### RECORDS FOR THE TASK
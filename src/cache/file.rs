//! File-backed cache backend
//!
//! One JSON file per key under a cache directory, carrying the payload
//! and an absolute expiry timestamp. Entries are visible to every
//! process pointed at the same directory, which is what makes cache
//! eviction by one writer observable to other readers.

use super::{Cache, CacheResult};
use chrono::{DateTime, Utc};
use serde::{Deserialize, Serialize};
use sha2::{Digest, Sha256};
use std::path::PathBuf;
use std::time::Duration;

#[derive(Debug, Serialize, Deserialize)]
struct CacheEntry {
    expires_at: DateTime<Utc>,
    payload: String,
}

/// Cache backend storing entries under a directory on the local
/// filesystem
#[derive(Debug)]
pub struct FileCache {
    dir: PathBuf,
}

impl FileCache {
    pub fn new(dir: impl Into<PathBuf>) -> Self {
        Self { dir: dir.into() }
    }

    /// Entry path for a key; keys are hashed so arbitrary strings map to
    /// valid file names
    fn entry_path(&self, key: &str) -> PathBuf {
        let mut hasher = Sha256::new();
        hasher.update(key.as_bytes());
        self.dir.join(format!("{:x}.json", hasher.finalize()))
    }
}

impl Cache for FileCache {
    fn get(&self, key: &str) -> CacheResult<Option<String>> {
        let path = self.entry_path(key);
        if !path.exists() {
            return Ok(None);
        }

        let content = std::fs::read_to_string(&path)?;
        let entry: CacheEntry = serde_json::from_str(&content)?;

        if entry.expires_at <= Utc::now() {
            std::fs::remove_file(&path)?;
            return Ok(None);
        }

        Ok(Some(entry.payload))
    }

    fn put(&self, key: &str, value: &str, ttl: Duration) -> CacheResult<()> {
        std::fs::create_dir_all(&self.dir)?;

        let entry = CacheEntry {
            expires_at: Utc::now() + chrono::Duration::milliseconds(ttl.as_millis() as i64),
            payload: value.to_string(),
        };
        std::fs::write(self.entry_path(key), serde_json::to_string(&entry)?)?;

        Ok(())
    }

    fn forget(&self, key: &str) -> CacheResult<()> {
        let path = self.entry_path(key);
        if path.exists() {
            std::fs::remove_file(&path)?;
        }
        Ok(())
    }
}
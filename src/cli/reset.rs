use crate::cli::open_activator;
use crate::Result;
use colored::Colorize;
use dialoguer::Confirm;

pub fn run(yes: bool) -> Result<()> {
    let mut activator = open_activator()?;

    if !yes {
        let confirmed = Confirm::new()
            .with_prompt("Delete the statuses file and forget every module state?")
            .default(false)
            .interact();

        match confirmed {
            Ok(true) => {}
            // Declined, or no terminal available: do nothing
            Ok(false) | Err(_) => {
                println!("{}", "Reset aborted.".bright_black());
                return Ok(());
            }
        }
    }

    activator.reset()?;
    println!("{}", "Module statuses reset.".green());

    Ok(())
}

### WHAT THE TASK ASKS
Could you restate the records above word for word?

### WRITTEN RESPONSE
filename src/cache/file.rs
//! File-backed cache backend
//!
//! One JSON file per key under a cache directory, carrying the payload
//! and an absolute expiry timestamp. Entries are visible to every
//! process pointed at the same directory, which is what makes cache
//! eviction by one writer observable to other readers.

use super::{Cache, CacheResult};
use chrono::{DateTime, Utc};
use serde::{Deserialize, Serialize};
use sha2::{Digest, Sha256};
use std::path::PathBuf;
use std::time::Duration;

#[derive(Debug, Serialize, Deserialize)]
struct CacheEntry {
    expires_at: DateTime<Utc>,
    payload: String,
}

/// Cache backend storing entries under a directory on the local
/// filesystem
#[derive(Debug)]
pub struct FileCache {
    dir: PathBuf,
}

impl FileCache {
    pub fn new(dir: impl Into<PathBuf>) -> Self {
        Self { dir: dir.into() }
    }

    /// Entry path for a key; keys are hashed so arbitrary strings map to
    /// valid file names
    fn entry_path(&self, key: &str) -> PathBuf {
        let mut hasher = Sha256::new();
        hasher.update(key.as_bytes());
        self.dir.join(format!("{:x}.json", hasher.finalize()))
    }
}

impl Cache for FileCache {
    fn get(&self, key: &str) -> CacheResult<Option<String>> {
        let path = self.entry_path(key);
        if !path.exists() {
            return Ok(None);
        }

        let content = std::fs::read_to_string(&path)?;
        let entry: CacheEntry = serde_json::from_str(&content)?;

        if entry.expires_at <= Utc::now() {
            std::fs::remove_file(&path)?;
            return Ok(None);
        }

        Ok(Some(entry.payload))
    }

    fn put(&self, key: &str, value: &str, ttl: Duration) -> CacheResult<()> {
        std::fs::create_dir_all(&self.dir)?;

        let entry = CacheEntry {
            expires_at: Utc::now() + chrono::Duration::milliseconds(ttl.as_millis() as i64),
            payload: value.to_string(),
        };
        std::fs::write(self.entry_path(key), serde_json::to_string(&entry)?)?;

        Ok(())
    }

    fn forget(&self, key: &str) -> CacheResult<()> {
        let path = self.entry_path(key);
        if path.exists() {
            std::fs::remove_file(&path)?;
        }
        Ok(())
    }
}
filename src/cli/reset.rs
use crate::cli::open_activator;
use crate::Result;
use colored::Colorize;
use dialoguer::Confirm;

pub fn run(yes: bool) -> Result<()> {
    let mut activator = open_activator()?;

    if !yes {
        let confirmed = Confirm::new()
            .with_prompt("Delete the statuses file and forget every module state?")
            .default(false)
            .interact();

        match confirmed {
            Ok(true) => {}
            // Declined, or no terminal available: do nothing
            Ok(false) | Err(_) => {
                println!("{}", "Reset aborted.".bright_black());
                return Ok(());
            }
        }
    }

    activator.reset()?;
    println!("{}", "Module statuses reset.".green());

    Ok(())
}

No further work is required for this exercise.